The input
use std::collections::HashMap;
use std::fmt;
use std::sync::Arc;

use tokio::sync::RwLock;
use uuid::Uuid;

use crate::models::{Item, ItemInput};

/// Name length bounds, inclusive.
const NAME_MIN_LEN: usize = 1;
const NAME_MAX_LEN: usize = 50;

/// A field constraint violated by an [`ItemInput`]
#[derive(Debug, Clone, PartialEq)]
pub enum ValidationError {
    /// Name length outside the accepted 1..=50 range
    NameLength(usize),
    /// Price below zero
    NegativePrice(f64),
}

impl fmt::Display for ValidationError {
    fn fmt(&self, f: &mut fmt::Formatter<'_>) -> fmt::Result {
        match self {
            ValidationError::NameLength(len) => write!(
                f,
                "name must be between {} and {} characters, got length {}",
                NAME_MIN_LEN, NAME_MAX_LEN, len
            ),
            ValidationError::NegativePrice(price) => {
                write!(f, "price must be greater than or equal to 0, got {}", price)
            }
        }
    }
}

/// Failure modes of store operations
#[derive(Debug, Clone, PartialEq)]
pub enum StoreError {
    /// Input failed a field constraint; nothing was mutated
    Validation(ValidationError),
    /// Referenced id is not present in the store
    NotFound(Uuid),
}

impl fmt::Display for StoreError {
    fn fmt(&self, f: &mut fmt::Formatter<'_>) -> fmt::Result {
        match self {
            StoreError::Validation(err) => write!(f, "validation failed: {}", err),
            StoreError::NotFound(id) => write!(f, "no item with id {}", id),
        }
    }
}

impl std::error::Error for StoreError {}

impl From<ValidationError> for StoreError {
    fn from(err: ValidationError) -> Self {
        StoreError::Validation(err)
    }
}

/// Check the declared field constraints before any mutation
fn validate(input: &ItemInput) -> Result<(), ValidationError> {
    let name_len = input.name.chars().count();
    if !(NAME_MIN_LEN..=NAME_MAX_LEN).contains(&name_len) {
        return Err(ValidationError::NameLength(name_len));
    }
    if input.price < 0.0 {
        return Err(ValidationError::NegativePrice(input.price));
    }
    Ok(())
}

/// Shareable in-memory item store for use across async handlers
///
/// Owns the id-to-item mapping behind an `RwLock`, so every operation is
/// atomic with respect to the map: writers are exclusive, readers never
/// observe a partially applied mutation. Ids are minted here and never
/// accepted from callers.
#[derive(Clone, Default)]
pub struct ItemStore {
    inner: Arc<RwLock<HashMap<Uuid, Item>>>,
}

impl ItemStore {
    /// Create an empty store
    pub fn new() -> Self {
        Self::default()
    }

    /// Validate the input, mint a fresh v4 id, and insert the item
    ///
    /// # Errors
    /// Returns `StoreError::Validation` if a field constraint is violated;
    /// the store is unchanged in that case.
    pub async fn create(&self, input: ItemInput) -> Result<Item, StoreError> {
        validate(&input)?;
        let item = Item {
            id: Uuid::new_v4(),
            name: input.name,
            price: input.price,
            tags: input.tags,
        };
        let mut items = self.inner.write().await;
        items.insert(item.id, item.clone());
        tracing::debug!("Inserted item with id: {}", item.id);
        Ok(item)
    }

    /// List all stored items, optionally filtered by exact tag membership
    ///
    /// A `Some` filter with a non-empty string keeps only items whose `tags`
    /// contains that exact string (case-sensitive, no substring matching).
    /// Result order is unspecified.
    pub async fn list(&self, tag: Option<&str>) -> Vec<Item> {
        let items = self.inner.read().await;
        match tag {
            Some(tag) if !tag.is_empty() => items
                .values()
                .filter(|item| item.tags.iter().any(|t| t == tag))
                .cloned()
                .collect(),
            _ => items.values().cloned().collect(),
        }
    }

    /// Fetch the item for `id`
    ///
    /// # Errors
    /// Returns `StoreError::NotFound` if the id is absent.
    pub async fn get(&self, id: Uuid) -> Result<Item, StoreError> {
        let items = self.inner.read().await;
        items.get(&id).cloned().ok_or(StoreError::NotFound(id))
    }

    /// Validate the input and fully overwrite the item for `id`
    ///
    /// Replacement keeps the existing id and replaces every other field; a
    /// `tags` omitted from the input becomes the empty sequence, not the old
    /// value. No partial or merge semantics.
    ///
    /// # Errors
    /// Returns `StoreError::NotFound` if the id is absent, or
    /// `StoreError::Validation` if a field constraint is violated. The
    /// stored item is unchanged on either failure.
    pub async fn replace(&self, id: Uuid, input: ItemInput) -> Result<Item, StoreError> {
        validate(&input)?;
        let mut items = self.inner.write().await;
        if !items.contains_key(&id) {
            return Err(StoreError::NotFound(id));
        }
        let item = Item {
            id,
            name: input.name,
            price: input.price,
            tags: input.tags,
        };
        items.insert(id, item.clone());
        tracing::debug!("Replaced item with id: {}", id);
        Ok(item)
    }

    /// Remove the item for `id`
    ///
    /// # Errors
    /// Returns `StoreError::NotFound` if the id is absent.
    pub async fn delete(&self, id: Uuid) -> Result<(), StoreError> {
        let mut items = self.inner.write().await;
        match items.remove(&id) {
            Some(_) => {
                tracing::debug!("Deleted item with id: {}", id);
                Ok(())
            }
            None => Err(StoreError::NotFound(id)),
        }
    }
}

Work instruction
Starting at the line that has "accepted from callers." and ending at the line that has "is absent, or", please write out the lines above exactly, leaving out all others.

Worked solution
/// accepted from callers.
#[derive(Clone, Default)]
pub struct ItemStore {
    inner: Arc<RwLock<HashMap<Uuid, Item>>>,
}

impl ItemStore {
    /// Create an empty store
    pub fn new() -> Self {
        Self::default()
    }

    /// Validate the input, mint a fresh v4 id, and insert the item
    ///
    /// # Errors
    /// Returns `StoreError::Validation` if a field constraint is violated;
    /// the store is unchanged in that case.
    pub async fn create(&self, input: ItemInput) -> Result<Item, StoreError> {
        validate(&input)?;
        let item = Item {
            id: Uuid::new_v4(),
            name: input.name,
            price: input.price,
            tags: input.tags,
        };
        let mut items = self.inner.write().await;
        items.insert(item.id, item.clone());
        tracing::debug!("Inserted item with id: {}", item.id);
        Ok(item)
    }

    /// List all stored items, optionally filtered by exact tag membership
    ///
    /// A `Some` filter with a non-empty string keeps only items whose `tags`
    /// contains that exact string (case-sensitive, no substring matching).
    /// Result order is unspecified.
    pub async fn list(&self, tag: Option<&str>) -> Vec<Item> {
        let items = self.inner.read().await;
        match tag {
            Some(tag) if !tag.is_empty() => items
                .values()
                .filter(|item| item.tags.iter().any(|t| t == tag))
                .cloned()
                .collect(),
            _ => items.values().cloned().collect(),
        }
    }

    /// Fetch the item for `id`
    ///
    /// # Errors
    /// Returns `StoreError::NotFound` if the id is absent.
    pub async fn get(&self, id: Uuid) -> Result<Item, StoreError> {
        let items = self.inner.read().await;
        items.get(&id).cloned().ok_or(StoreError::NotFound(id))
    }

    /// Validate the input and fully overwrite the item for `id`
    ///
    /// Replacement keeps the existing id and replaces every other field; a
    /// `tags` omitted from the input becomes the empty sequence, not the old
    /// value. No partial or merge semantics.
    ///
    /// # Errors
    /// Returns `StoreError::NotFound` if the id is absent, or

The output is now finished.